We next calculated the number of PCR replicates per sample needed to reach the point at which the taxon accumulation curve is saturated, or at which it increases by fewer than one taxon on average (based on our bootstrapped analysis) when another PCR replicate is added (Table 2). We performed this analysis at different sequencing read depths and read cutoffs. The number of added PCR replicates necessary to achieve saturation of the taxon accumulation curve varied between sites, sampling read depth, and minimum read cutoff, although fewer replicates were necessary to reach saturation at higher read cutoff (Table 2). Increasing the rarefaction read depth surprisingly increases the number of replicates required (Table 2).
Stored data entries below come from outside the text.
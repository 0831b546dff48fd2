use std::fmt;

use serde::Serialize;

use super::naming::NamingStrategy;
use super::simple_types::SimpleTypeHolder;
use crate::core::{FieldDescriptor, TypeDescriptor};

/// How a property is stored.
#[derive(Debug, Clone, PartialEq, Eq, Serialize)]
#[serde(tag = "kind", rename_all = "snake_case")]
pub enum PropertyKind {
    /// A single column value.
    Simple,
    /// An embedded aggregate member that is itself an entity.
    Entity,
    /// A pointer to another aggregate by identifier.
    Reference,
    /// Elements stored in a child table.
    Collection { element: String },
    /// Values keyed in a child table.
    Map { key: String, value: String },
}

/// The owning entity as seen while its properties are built.
#[derive(Debug, Clone, PartialEq, Eq)]
pub struct EntityOwner {
    pub type_name: String,
    pub table_name: String,
}

#[derive(Debug, Clone, PartialEq, Eq, Serialize)]
pub struct PersistentProperty {
    name: String,
    type_name: String,
    /// Owning entity type, by name only.
    owner: String,
    kind: PropertyKind,
    id: bool,
    column_name: String,
    reverse_column_name: Option<String>,
    key_column: Option<String>,
}

impl PersistentProperty {
    pub fn name(&self) -> &str {
        &self.name
    }

    pub fn type_name(&self) -> &str {
        &self.type_name
    }

    pub fn owner(&self) -> &str {
        &self.owner
    }

    pub fn kind(&self) -> &PropertyKind {
        &self.kind
    }

    pub fn is_id(&self) -> bool {
        self.id
    }

    pub fn is_reference(&self) -> bool {
        self.kind == PropertyKind::Reference
    }

    pub fn is_entity(&self) -> bool {
        self.kind == PropertyKind::Entity
    }

    pub fn is_collection_like(&self) -> bool {
        matches!(self.kind, PropertyKind::Collection { .. })
    }

    pub fn is_map(&self) -> bool {
        matches!(self.kind, PropertyKind::Map { .. })
    }

    /// Lists and maps need a key column next to the back reference.
    pub fn is_qualified(&self) -> bool {
        self.key_column.is_some()
    }

    pub fn column_name(&self) -> &str {
        &self.column_name
    }

    pub fn reverse_column_name(&self) -> Option<&str> {
        self.reverse_column_name.as_deref()
    }

    pub fn key_column(&self) -> Option<&str> {
        self.key_column.as_deref()
    }
}

impl fmt::Display for PersistentProperty {
    fn fmt(&self, f: &mut fmt::Formatter<'_>) -> fmt::Result {
        write!(f, "{}.{}: {}", self.owner, self.name, self.type_name)
    }
}

/// Builds one property per mapped field.
///
/// Implementations must be pure and must not ask the mapping context for
/// other entities; nested resolution is the context's job.
pub trait PropertyFactory: fmt::Debug + Send + Sync {
    fn create(
        &self,
        field: &FieldDescriptor,
        owner: &EntityOwner,
        simple_types: &SimpleTypeHolder,
        naming: &dyn NamingStrategy,
    ) -> PersistentProperty;
}

#[derive(Debug, Clone)]
pub struct DefaultPropertyFactory {
    reference_marker: String,
}

impl DefaultPropertyFactory {
    pub fn new(reference_marker: impl Into<String>) -> Self {
        Self {
            reference_marker: reference_marker.into(),
        }
    }

    fn classify(&self, ty: &dyn TypeDescriptor, simple_types: &SimpleTypeHolder) -> PropertyKind {
        if ty.is_assignable_to(&self.reference_marker) {
            return PropertyKind::Reference;
        }
        if simple_types.is_simple(ty) {
            return PropertyKind::Simple;
        }
        let args = ty.type_arguments();
        if ty.is_collection_like() {
            let element = args.first().map(|a| a.name().to_string()).unwrap_or_default();
            return PropertyKind::Collection { element };
        }
        if ty.is_map_like() {
            let key = args.first().map(|a| a.name().to_string()).unwrap_or_default();
            let value = args.get(1).map(|a| a.name().to_string()).unwrap_or_default();
            return PropertyKind::Map { key, value };
        }
        PropertyKind::Entity
    }
}

impl Default for DefaultPropertyFactory {
    fn default() -> Self {
        Self::new(crate::context::DEFAULT_REFERENCE_MARKER)
    }
}

impl PropertyFactory for DefaultPropertyFactory {
    fn create(
        &self,
        field: &FieldDescriptor,
        owner: &EntityOwner,
        simple_types: &SimpleTypeHolder,
        naming: &dyn NamingStrategy,
    ) -> PersistentProperty {
        let ty = field.declared_type.as_ref();
        let kind = self.classify(ty, simple_types);

        let column_name = field
            .column
            .clone()
            .unwrap_or_else(|| naming.column_name(&field.name));

        // Child-table columns pointing back at the owner.
        let (reverse_column_name, key_column) = match &kind {
            PropertyKind::Entity => (Some(naming.reverse_column_name(&owner.table_name)), None),
            PropertyKind::Collection { .. } => {
                let reverse = naming.reverse_column_name(&owner.table_name);
                // Sets carry no position; lists and arrays do.
                let key = (!matches!(ty.simple_name(), "Set" | "HashSet" | "BTreeSet"))
                    .then(|| naming.key_column(&owner.table_name));
                (Some(reverse), key)
            }
            PropertyKind::Map { .. } => (
                Some(naming.reverse_column_name(&owner.table_name)),
                Some(naming.key_column(&owner.table_name)),
            ),
            PropertyKind::Simple | PropertyKind::Reference => (None, None),
        };

        PersistentProperty {
            name: field.name.clone(),
            type_name: ty.name().to_string(),
            owner: owner.type_name.clone(),
            kind,
            id: field.id,
            column_name,
            reverse_column_name,
            key_column,
        }
    }
}

#[cfg(test)]
mod tests {
    use super::*;
    use crate::core::{DeclaredType, FieldDescriptor};
    use crate::model::DefaultNamingStrategy;

    fn owner() -> EntityOwner {
        EntityOwner {
            type_name: "PurchaseOrder".into(),
            table_name: "purchase_order".into(),
        }
    }

    fn create(field: FieldDescriptor) -> PersistentProperty {
        DefaultPropertyFactory::default().create(
            &field,
            &owner(),
            &SimpleTypeHolder::new(),
            &DefaultNamingStrategy::new(),
        )
    }

    #[test]
    fn test_simple_property() {
        let property = create(FieldDescriptor::new("customerId", DeclaredType::scalar("Long")));
        assert_eq!(property.kind(), &PropertyKind::Simple);
        assert_eq!(property.column_name(), "customer_id");
        assert_eq!(property.owner(), "PurchaseOrder");
        assert!(property.reverse_column_name().is_none());
        assert!(!property.is_qualified());
    }

    #[test]
    fn test_explicit_column_and_id() {
        let property = create(
            FieldDescriptor::new("id", DeclaredType::scalar("Long"))
                .id()
                .column("order_pk"),
        );
        assert!(property.is_id());
        assert_eq!(property.column_name(), "order_pk");
    }

    #[test]
    fn test_reference_property() {
        let customer = DeclaredType::new("Customer").build();
        let reference = DeclaredType::generic("AggregateReference", vec![customer]).build();
        let property = create(FieldDescriptor::new("customer", reference));
        assert!(property.is_reference());
        assert!(!property.is_entity());
    }

    #[test]
    fn test_list_is_qualified_and_set_is_not() {
        let item = DeclaredType::new("OrderItem").build();
        let list = create(FieldDescriptor::new(
            "items",
            DeclaredType::collection("List", item.clone()),
        ));
        assert_eq!(
            list.kind(),
            &PropertyKind::Collection {
                element: "OrderItem".into()
            }
        );
        assert_eq!(list.reverse_column_name(), Some("purchase_order"));
        assert_eq!(list.key_column(), Some("purchase_order_key"));

        let set = create(FieldDescriptor::new("tags", DeclaredType::collection("Set", item)));
        assert!(set.is_collection_like());
        assert!(!set.is_qualified());
    }

    #[test]
    fn test_map_property() {
        let map = DeclaredType::map(
            "Map",
            DeclaredType::scalar("String"),
            DeclaredType::new("Manual").build(),
        );
        let property = create(FieldDescriptor::new("manuals", map));
        assert!(property.is_map());
        assert!(property.is_qualified());
        assert_eq!(property.to_string(), "PurchaseOrder.manuals: Map<String, Manual>");
    }
}
// ============================================================================
// relmap Library
// ============================================================================

//! Entity-model mapping context for relational persistence backends.
//!
//! A [`MappingContext`] turns [`TypeDescriptor`]s into cached
//! [`PersistentEntity`] descriptors: it decides which types are mapped,
//! discovers the constructor and properties of each one, names its table
//! and columns, and validates the result through an [`EntityPolicy`].
//!
//! ```
//! use relmap::{DeclaredType, MappingContext};
//!
//! let long = DeclaredType::scalar("Long");
//! let order = DeclaredType::new("Order")
//!     .field("customerId", long.clone())
//!     .named_constructor(&[("customerId", long)])
//!     .build();
//!
//! let context = MappingContext::new();
//! let entity = context.get_or_create_entity(order.as_ref()).unwrap().unwrap();
//! assert_eq!(entity.table_name(), "order");
//! assert_eq!(entity.property("customerId").unwrap().column_name(), "customer_id");
//! ```

pub mod context;
pub mod core;
pub mod model;
pub mod prelude;

// Re-export main types for convenience
pub use crate::context::{
    DEFAULT_REFERENCE_MARKER, DefaultEntityPolicy, EntityPolicy, MappingConfig, MappingContext,
    MappingContextBuilder, RelationalEntityPolicy,
};
pub use crate::core::{
    ConstructorDescriptor, DeclaredType, FieldDescriptor, ForwardType, MappingError,
    ParameterDescriptor, Result, TypeDescriptor, TypeRef,
};
pub use crate::model::{
    ConstructorParameter, DefaultNamingStrategy, DefaultPropertyFactory, EntityOwner,
    NamingStrategy, PersistentEntity, PersistentProperty, PreferredConstructor, PropertyFactory,
    PropertyKind, SimpleTypeHolder,
};
use log::warn;
use serde::Deserialize;

use crate::core::Result;
use crate::model::{DefaultNamingStrategy, SimpleTypeHolder};

use super::DEFAULT_REFERENCE_MARKER;

/// Mapping context configuration
///
/// Supplied once when the context is created.
#[derive(Debug, Clone, PartialEq, Eq, Deserialize)]
#[serde(default)]
pub struct MappingConfig {
    /// Schema that qualifies every table name
    pub schema: Option<String>,

    /// Marker type identifying reference wrappers
    pub reference_marker: String,

    /// Extra simple type names
    pub simple_types: Vec<String>,

    /// Use only `simple_types`, dropping the built-in set
    pub replace_default_simple_types: bool,

    /// Resolve entity-typed properties when their owner is created
    pub resolve_nested: bool,

    /// Backend name used in validation messages
    pub backend_name: String,
}

impl MappingConfig {
    pub fn new() -> Self {
        Self {
            schema: None,
            reference_marker: DEFAULT_REFERENCE_MARKER.to_string(),
            simple_types: Vec::new(),
            replace_default_simple_types: false,
            resolve_nested: true,
            backend_name: "relmap".to_string(),
        }
    }

    /// Set the schema
    pub fn schema(mut self, schema: &str) -> Self {
        self.schema = Some(schema.to_string());
        self
    }

    /// Set the reference marker type name
    pub fn reference_marker(mut self, marker: &str) -> Self {
        self.reference_marker = marker.to_string();
        self
    }

    /// Add a simple type name
    pub fn simple_type(mut self, name: &str) -> Self {
        self.simple_types.push(name.to_string());
        self
    }

    /// Replace the built-in simple types with the configured ones
    pub fn replace_default_simple_types(mut self, replace: bool) -> Self {
        self.replace_default_simple_types = replace;
        self
    }

    /// Enable or disable nested entity resolution
    pub fn resolve_nested(mut self, resolve: bool) -> Self {
        self.resolve_nested = resolve;
        self
    }

    /// Set the backend name
    pub fn backend_name(mut self, name: &str) -> Self {
        self.backend_name = name.to_string();
        self
    }

    /// Parse from JSON
    ///
    /// Missing keys take their defaults.
    ///
    /// ```
    /// # use relmap::MappingConfig;
    /// let config = MappingConfig::from_json(r#"{ "schema": "shop" }"#).unwrap();
    /// assert_eq!(config.schema.as_deref(), Some("shop"));
    /// assert!(config.resolve_nested);
    /// ```
    pub fn from_json(json: &str) -> Result<Self> {
        let config: Self = serde_json::from_str(json)?;
        Ok(config.normalized())
    }

    fn normalized(mut self) -> Self {
        if self.reference_marker.trim().is_empty() {
            warn!(
                "Empty reference marker in mapping config, using '{}'",
                DEFAULT_REFERENCE_MARKER
            );
            self.reference_marker = DEFAULT_REFERENCE_MARKER.to_string();
        }
        if self.schema.as_deref().is_some_and(|s| s.trim().is_empty()) {
            self.schema = None;
        }
        if self.replace_default_simple_types && self.simple_types.is_empty() {
            warn!("Mapping config replaces default simple types with an empty set");
        }
        self
    }

    pub fn simple_type_holder(&self) -> SimpleTypeHolder {
        if self.replace_default_simple_types {
            SimpleTypeHolder::with_types(self.simple_types.iter().cloned())
        } else {
            SimpleTypeHolder::new().extend(self.simple_types.iter().cloned())
        }
    }

    pub fn naming_strategy(&self) -> DefaultNamingStrategy {
        match &self.schema {
            Some(schema) => DefaultNamingStrategy::with_schema(schema.clone()),
            None => DefaultNamingStrategy::new(),
        }
    }
}

impl Default for MappingConfig {
    fn default() -> Self {
        Self::new()
    }
}
//! Classifier adapter for medcheck.
//!
//! Wraps an injected zero-shot classification runtime (text + candidate
//! labels → scored labels) with initialization state tracking, single-flight
//! startup, and the fallback policy that keeps analysis results usable when
//! the model is unavailable or inconclusive.

pub mod analysis;
pub mod runtime;

pub use analysis::*;
pub use runtime::*;
//! Classifier-backed analysis entry point.
//!
//! Pipeline: validate input → ensure the runtime is ready → classify →
//! map labels back to catalog conditions → filter/sort/truncate → fall back
//! to a single flagged prediction on any failure.

use std::sync::Arc;

use thiserror::Error;

use medcheck_core::catalog::ConditionCatalog;
use medcheck_core::fallback::{FallbackPicker, FallbackReason, FallbackResolver, UniformPicker};
use medcheck_core::models::{Prediction, PredictionSource};
use medcheck_core::ranking;

use crate::runtime::{ClassifierError, ModelHandle};

/// Specialist assigned to classifier labels the catalog does not know, so no
/// classifier output is silently lost.
const UNMATCHED_LABEL_SPECIALIST: &str = "General Physician";

/// The one failure `analyze` surfaces to the caller. Everything on the
/// classifier side is recovered internally.
#[derive(Error, Debug, PartialEq, Eq)]
pub enum AnalyzeError {
    #[error("at least one symptom is required for analysis")]
    EmptySymptoms,
}

/// Analysis entry point over an injected model runtime and a condition
/// catalog.
pub struct ClassifierAnalyzer<'a> {
    catalog: &'a ConditionCatalog,
    handle: Arc<ModelHandle>,
    fallback: FallbackResolver,
    picker: Box<dyn FallbackPicker>,
}

impl<'a> ClassifierAnalyzer<'a> {
    pub fn new(catalog: &'a ConditionCatalog, handle: Arc<ModelHandle>) -> Self {
        Self {
            catalog,
            handle,
            fallback: FallbackResolver::new(),
            picker: Box::new(UniformPicker),
        }
    }

    /// Replace the fallback selection strategy (tests use a fixed picker).
    pub fn with_picker(mut self, picker: Box<dyn FallbackPicker>) -> Self {
        self.picker = picker;
        self
    }

    /// Analyze a reported symptom list.
    ///
    /// Resolves with 1-3 predictions: classifier results when the runtime
    /// cooperates, otherwise exactly one flagged fallback. The only error is
    /// an empty report.
    pub async fn analyze(&self, symptoms: &[String]) -> Result<Vec<Prediction>, AnalyzeError> {
        if symptoms.is_empty() {
            return Err(AnalyzeError::EmptySymptoms);
        }

        let predictions = match self.classify_symptoms(symptoms).await {
            Ok(predictions) if !predictions.is_empty() => predictions,
            Ok(_) => vec![self
                .fallback
                .resolve(FallbackReason::NoConfidentMatch, self.picker.as_ref())],
            Err(ClassifierError::Unavailable(_)) => vec![self
                .fallback
                .resolve(FallbackReason::InitFailed, self.picker.as_ref())],
            Err(ClassifierError::CallFailed(_)) => vec![self
                .fallback
                .resolve(FallbackReason::CallFailed, self.picker.as_ref())],
        };

        tracing::info!(
            symptoms = symptoms.len(),
            predictions = predictions.len(),
            fallback = predictions[0].is_fallback(),
            "symptom analysis complete"
        );

        Ok(predictions)
    }

    async fn classify_symptoms(
        &self,
        symptoms: &[String],
    ) -> Result<Vec<Prediction>, ClassifierError> {
        self.handle.ensure_ready().await?;

        let prompt = symptoms.join(", ");
        let labels = self.catalog.candidate_labels();
        let output = self.handle.classify(&prompt, &labels).await?;

        let scored: Vec<Prediction> = output
            .labels
            .iter()
            .zip(output.scores.iter())
            .map(|(label, &score)| self.map_label(label, score))
            .collect();

        Ok(ranking::select_top(scored))
    }

    /// Map a classifier label back to a catalog condition; unmatched labels
    /// keep their score under a synthesized reference rather than being
    /// dropped.
    fn map_label(&self, label: &str, score: f64) -> Prediction {
        let probability = scale_score(score);
        match self.catalog.find_by_name(label) {
            Some(condition) => {
                Prediction::from_condition(condition, probability, PredictionSource::Classifier)
            }
            None => Prediction {
                condition_ref: format!("label-{}", uuid::Uuid::new_v4()),
                name: label.to_string(),
                probability,
                specialist: UNMATCHED_LABEL_SPECIALIST.to_string(),
                description: String::new(),
                source: PredictionSource::Classifier,
            },
        }
    }
}

/// Scale a raw [0, 1] confidence to the 0-100 probability range.
fn scale_score(score: f64) -> u8 {
    (score.clamp(0.0, 1.0) * 100.0).round() as u8
}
We then plotted histograms of the frequency of taxa detected across PCR replicates (Figure 6). Most taxa are either singletons (present in only one PCR replicate) or occur in all PCR replicates. Based on PITS data, singletons did not appear to be sequencing artefacts because out of the 70 singleton species found, only eleven occurred within the same genus as another species found at high frequency (found in at least 20 replicates) (see Chlamydomonas ; Table S1). To evaluate if singleton taxa were also low relative abundance taxa, we plotted the relationship between a taxon’s within-replicate sequence abundance and its frequency across replicates (Figure 7). For all read depths and minimum read cutoffs, we find a significant positive correlation (Figure 7), as indicated with a fitted linear model (PITS: p<2e-16, T=24.73, adjusted r2= 0.7324; FITS: p<2e-16, T=39.91, adjusted r2=0.8219). This indicates that taxa that occur at low sequence abundance within PCR replicates also occur less frequently across replicates, and that taxa that are abundant within PCR replicates are more likely to occur in all PCR replicates. In PITS results, only when a taxon’s relative abundance is over roughly 10% does it occur in most replicates (Figure 7). In FITS results, only when a taxon is over 1% does it occur in most replicates. Most taxa in soil and sediments were at below 1% relative abundance (Figure 7).